**PROBLEM DETAILS**. Below are some records. Pull every line that contains the word "Result".

**MATERIAL PROVIDED**.
···
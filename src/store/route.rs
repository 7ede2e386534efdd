//! Route definitions and the payloads that create or modify them.

use std::collections::BTreeMap;

use axum::http::{HeaderName, HeaderValue, Method};
use serde::{Deserialize, Deserializer, Serialize};
use serde_json::Value;

use crate::store::StoreError;

/// Identifier assigned by the store.
pub type RouteId = u64;

/// Lowest and highest status codes accepted on write. Informational 1xx
/// codes would be sent as interim responses without the stored body.
const MIN_STATUS: u16 = 200;
const MAX_STATUS: u16 = 599;

/// A stored rule mapping a method + path pair to a canned response.
#[derive(Debug, Clone, PartialEq, Serialize, Deserialize)]
pub struct RouteDefinition {
    pub id: RouteId,

    /// HTTP verb, matched case-sensitively.
    pub method: String,

    /// Path as registered, with or without a leading `/`.
    pub path: String,

    /// Status code replayed to callers.
    pub status: u16,

    /// Body replayed to callers.
    #[serde(default)]
    pub response: Value,

    /// Headers applied verbatim to the replayed response.
    #[serde(default, skip_serializing_if = "Option::is_none")]
    pub headers: Option<BTreeMap<String, String>>,
}

impl RouteDefinition {
    /// Check the fields a definition must satisfy before it is persisted.
    pub fn validate(&self) -> Result<(), StoreError> {
        if self.method.trim().is_empty() {
            return Err(StoreError::validation("method must not be blank"));
        }
        if Method::from_bytes(self.method.as_bytes()).is_err() {
            return Err(StoreError::validation(format!(
                "method '{}' is not a valid HTTP method",
                self.method
            )));
        }
        if self.path.trim().is_empty() {
            return Err(StoreError::validation("path must not be blank"));
        }
        if !(MIN_STATUS..=MAX_STATUS).contains(&self.status) {
            return Err(StoreError::validation(format!(
                "status must be between {MIN_STATUS} and {MAX_STATUS} (1xx codes cannot carry a body), got {}",
                self.status
            )));
        }
        if let Some(headers) = &self.headers {
            for (name, value) in headers {
                if HeaderName::from_bytes(name.as_bytes()).is_err() {
                    return Err(StoreError::validation(format!(
                        "header name '{name}' is invalid"
                    )));
                }
                if HeaderValue::from_str(value).is_err() {
                    return Err(StoreError::validation(format!(
                        "header '{name}' has an invalid value"
                    )));
                }
            }
        }
        Ok(())
    }
}

/// Create payload. Any caller-supplied `id` is ignored.
#[derive(Debug, Clone, Default, Deserialize)]
pub struct NewRoute {
    pub method: Option<String>,
    pub path: Option<String>,
    pub status: Option<u16>,
    #[serde(default)]
    pub response: Option<Value>,
    #[serde(default)]
    pub headers: Option<BTreeMap<String, String>>,
}

impl NewRoute {
    /// Build the definition the store will persist under `id`.
    pub fn into_definition(self, id: RouteId) -> Result<RouteDefinition, StoreError> {
        let mut missing = Vec::new();
        if self.method.is_none() {
            missing.push("method");
        }
        if self.path.is_none() {
            missing.push("path");
        }
        if self.status.is_none() {
            missing.push("status");
        }
        if !missing.is_empty() {
            return Err(StoreError::validation(format!(
                "missing required fields: {}",
                missing.join(", ")
            )));
        }

        let route = RouteDefinition {
            id,
            method: self.method.unwrap_or_default(),
            path: self.path.unwrap_or_default(),
            status: self.status.unwrap_or_default(),
            response: self.response.unwrap_or(Value::Null),
            headers: self.headers,
        };
        route.validate()?;
        Ok(route)
    }
}

/// Update payload.
///
/// Merge policy: every field present in the payload replaces the stored
/// value, every absent field keeps it. `response: null` stores a JSON null,
/// `headers: null` clears the header map. The id is never taken from here.
#[derive(Debug, Clone, Default, Deserialize)]
pub struct RoutePatch {
    pub method: Option<String>,
    pub path: Option<String>,
    pub status: Option<u16>,
    #[serde(default, deserialize_with = "present")]
    pub response: Option<Value>,
    #[serde(default, deserialize_with = "present")]
    pub headers: Option<Option<BTreeMap<String, String>>>,
}

impl RoutePatch {
    /// Merge this patch onto `current`, producing the replacement definition.
    pub fn apply(self, current: &RouteDefinition) -> Result<RouteDefinition, StoreError> {
        let route = RouteDefinition {
            id: current.id,
            method: self.method.unwrap_or_else(|| current.method.clone()),
            path: self.path.unwrap_or_else(|| current.path.clone()),
            status: self.status.unwrap_or(current.status),
            response: self.response.unwrap_or_else(|| current.response.clone()),
            headers: self.headers.unwrap_or_else(|| current.headers.clone()),
        };
        route.validate()?;
        Ok(route)
    }
}

// Distinguishes an explicit `null` from an absent field.
fn present<'de, D, T>(deserializer: D) -> Result<Option<T>, D::Error>
where
    D: Deserializer<'de>,
    T: Deserialize<'de>,
{
    T::deserialize(deserializer).map(Some)
}
//! Root application component with routing, context providers, and route
//! guards.

use leptos::prelude::*;
use leptos_meta::{MetaTags, Stylesheet, Title, provide_meta_context};
use leptos_router::{
    StaticSegment,
    components::{Redirect, Route, Router, Routes},
};

use crate::components::layout::Layout;
use crate::components::toast_host::ToastHost;
use crate::pages::{admin::AdminPage, dashboard::DashboardPage, login::AuthPage};
use crate::session::AuthSession;
use crate::state::guard::{self, RouteDecision};
use crate::state::toasts::ToastState;

/// HTML shell rendered on the server for SSR + hydration.
pub fn shell(options: LeptosOptions) -> impl IntoView {
    view! {
        <!DOCTYPE html>
        <html lang="en">
            <head>
                <meta charset="utf-8"/>
                <meta name="viewport" content="width=device-width, initial-scale=1"/>
                <AutoReload options=options.clone()/>
                <HydrationScripts options/>
                <MetaTags/>
            </head>
            <body>
                <App/>
            </body>
        </html>
    }
}

/// Root application component.
///
/// Provides the session handle and toast queue, restores the persisted
/// session once on startup, and wires the 401 hook to forced logout.
#[component]
pub fn App() -> impl IntoView {
    provide_meta_context();

    let session = AuthSession::provide();
    provide_context(RwSignal::new(ToastState::default()));

    // One-time startup work, browser side only: subscribe to the resource
    // clients' 401 hook, then read the persisted session.
    Effect::new(move || {
        session.install_unauthorized_handler();
        session.restore();
    });

    view! {
        <Stylesheet id="leptos" href="/pkg/teamboard.css"/>
        <Title text="Teamboard"/>

        <Router>
            <Routes fallback=|| view! { <Redirect path="/"/> }>
                <Route
                    path=StaticSegment("login")
                    view=|| view! { <PublicOnly><AuthPage/></PublicOnly> }
                />
                <Route
                    path=StaticSegment("")
                    view=|| view! { <Protected><Layout><DashboardPage/></Layout></Protected> }
                />
                <Route
                    path=StaticSegment("admin")
                    view=|| {
                        view! {
                            <Protected admin_only=true>
                                <Layout>
                                    <AdminPage/>
                                </Layout>
                            </Protected>
                        }
                    }
                />
            </Routes>
        </Router>
        <ToastHost/>
    }
}

/// Gate for authenticated routes; `admin_only` additionally requires the
/// admin role. Re-evaluates whenever the session changes, so a forced
/// logout mid-visit bounces straight to the login page.
#[component]
fn Protected(#[prop(optional)] admin_only: bool, children: ChildrenFn) -> impl IntoView {
    let session = expect_context::<AuthSession>();

    move || match guard::protected(session.state.get().status(), admin_only) {
        RouteDecision::Render => children().into_any(),
        RouteDecision::Loading => loading_placeholder().into_any(),
        RouteDecision::ToLogin => view! { <Redirect path="/login"/> }.into_any(),
        RouteDecision::ToHome => view! { <Redirect path="/"/> }.into_any(),
    }
}

/// Gate for the login page: already-authenticated sessions go home.
#[component]
fn PublicOnly(children: ChildrenFn) -> impl IntoView {
    let session = expect_context::<AuthSession>();

    move || match guard::public_only(session.state.get().status()) {
        RouteDecision::Render => children().into_any(),
        RouteDecision::Loading => loading_placeholder().into_any(),
        RouteDecision::ToLogin | RouteDecision::ToHome => {
            view! { <Redirect path="/"/> }.into_any()
        }
    }
}

fn loading_placeholder() -> impl IntoView {
    view! { <div class="app-loading">"Loading..."</div> }
}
···
**SOLVED EXERCISE**.
    pub fn validate(&self) -> Result<(), StoreError> {
    pub fn into_definition(self, id: RouteId) -> Result<RouteDefinition, StoreError> {
    pub fn apply(self, current: &RouteDefinition) -> Result<RouteDefinition, StoreError> {
fn present<'de, D, T>(deserializer: D) -> Result<Option<T>, D::Error>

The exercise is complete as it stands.